Curaçao. 173 400 Afrodescendants au coeur des Antilles occidentales

vendredi 18 juillet 2008 | par Tshibwabwa Mua Bay

Afrodescendants : 85% de Noirs Capitale : Willemstad Population : 173 400 habitants (2006) Langue majoritaire : Papiamento Système politique : Territoire néerlandais d’Outre-mer Superficie : 444 Km² Monnaie : Florin des Antilles néerlandaises

Curaçao, située entre les îles d’Aruba et de Bonaire, au nord du Vénezuela, et forme avec elles les îles ABC. Curaçao est la plus grande île (444 km²) des Antilles néerlandaises, mais aussi la plus importante avec ses 173 400 habitants (76 % de la population des Antilles néerlandaises). Elle mesure 60 km de long, par 11 km de large, et son chef-lieu est Willemstad. cette ville est également la capitale des Antilles néerlandaises. À l’origine, plus de 40 nationalités peuplaient l’île, mais les habitants parlent très majoritairement le papiamento. Environ 85 % de la population est d’ascendance africaine, les autres ont des ancêtres Arawak, espagnols, anglais ou hollandais.
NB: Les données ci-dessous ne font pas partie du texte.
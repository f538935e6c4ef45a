use crate::error::RenderError;
use crate::renderers::{
    CheckstyleRenderer, CodeClimateRenderer, ConsoleRenderer, FileXmlRenderer, GithubRenderer,
    JsonRenderer, ReportRenderer, TaskXmlRenderer,
};

/// Names accepted by [`build_renderer`], in documentation order.
pub const RENDERER_NAMES: &[&str] = &[
    "console",
    "github",
    "codeclimate",
    "checkstyle",
    "task-xml",
    "file-xml",
    "json",
];

pub fn build_renderer(name: &str) -> Result<Box<dyn ReportRenderer>, RenderError> {
    match name {
        "console" => Ok(Box::new(ConsoleRenderer)),
        "github" => Ok(Box::new(GithubRenderer)),
        "codeclimate" => Ok(Box::new(CodeClimateRenderer)),
        "checkstyle" => Ok(Box::new(CheckstyleRenderer)),
        "task-xml" => Ok(Box::new(TaskXmlRenderer)),
        "file-xml" => Ok(Box::new(FileXmlRenderer)),
        "json" => Ok(Box::new(JsonRenderer)),
        other => Err(RenderError::UnknownFormat(other.to_string())),
    }
}
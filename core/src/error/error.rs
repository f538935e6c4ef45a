use std::path::PathBuf;

use thiserror::Error;

#[derive(Error, Debug)]
pub enum ReportError {
    #[error("report already completed")]
    AlreadyCompleted,
    #[error("report is completed and no longer accepts task reports")]
    Completed,
}

#[derive(Error, Debug)]
pub enum ConfigError {
    #[error("read config {path}: {source}")]
    Read {
        path: PathBuf,
        source: std::io::Error,
    },
    #[error("parse config {path}: {source}")]
    Parse {
        path: PathBuf,
        source: toml::de::Error,
    },
    #[error("invalid config: {0}")]
    Invalid(String),
    #[error("invalid value for {var}: {value}")]
    Env { var: &'static str, value: String },
}
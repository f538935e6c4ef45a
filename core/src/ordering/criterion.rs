use std::cmp::Ordering;

use super::entry::DiagnosticEntry;

/// A single sort key of the ordering pipeline.
#[derive(Debug, Clone, Copy, PartialEq, Eq)]
pub enum SortCriterion {
    /// Task name.
    Tool,
    /// File path; entries without range sort before any file.
    File,
    /// Start line, start column, end line, end column; unset before set.
    Range,
}

impl SortCriterion {
    pub fn compare(&self, a: &DiagnosticEntry<'_>, b: &DiagnosticEntry<'_>) -> Ordering {
        match self {
            Self::Tool => a.task.name().cmp(b.task.name()),
            Self::File => a.file().cmp(&b.file()),
            Self::Range => match (a.range, b.range) {
                (None, None) => Ordering::Equal,
                (None, Some(_)) => Ordering::Less,
                (Some(_), None) => Ordering::Greater,
                (Some(x), Some(y)) => (x.start_line, x.start_column, x.end_line, x.end_column)
                    .cmp(&(y.start_line, y.start_column, y.end_line, y.end_column)),
            },
        }
    }
}

/// Lexicographic comparison over a chain of criteria.
pub(crate) fn compare_chain(
    criteria: &[SortCriterion],
    a: &DiagnosticEntry<'_>,
    b: &DiagnosticEntry<'_>,
) -> Ordering {
    criteria
        .iter()
        .map(|c| c.compare(a, b))
        .find(|o| o.is_ne())
        .unwrap_or(Ordering::Equal)
}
L’héritage africain est très présent dans la vie quotidienne des curaçaoans. Dans le papiamento, créole composé de langues africaines et de portugais. Dans la musique avec le Tambú  : aussi appelé « Blues de Curaçao », il fut créé par les premiers esclaves noirs qui, comme ceux des États-Unis d’Amérique, voulaient exprimer la violence de leur condition servile. Il se joue avec un tambu (tambour), un kachu (corne de vache), un agan (morceau de fer) et un chapi (houe). Les femmes peuvent parfois accompagner la musique et donner le rythme et tapant des mains. La danse s’effectue en couple et alterne séparation des corps et déhanchements. Dans le Seú  : c’est la danse traditionnelle effectuée dans les champs pour célébrer les récoltes et la moisson. Elle se décompose en wapa qui imitent les mouvements effectués lors des différentes étapes de la culture d’un champ. Aujourd’hui, c’est la danse favorite des 2 000 festivaliers qui défilent à Willemstad chaque Lundi de Pâques. Dans le Tumba  : c’est une des forme musicale les plus importante à Curaçao qui est une forme de merengue ayant subi des influences du jazz. C’est la musique la plus jouée lors du défilé du carnaval. Dans les chants des travailleurs : ils étaient chantés lors des travaux des esclaves. Il en existe plus de 1 500. Et enfin dans la musique contemporaine qui est influencée par le merengue, le calypso, le reggae, la salsa, le cha-cha-cha et qui est chantée en papiamento.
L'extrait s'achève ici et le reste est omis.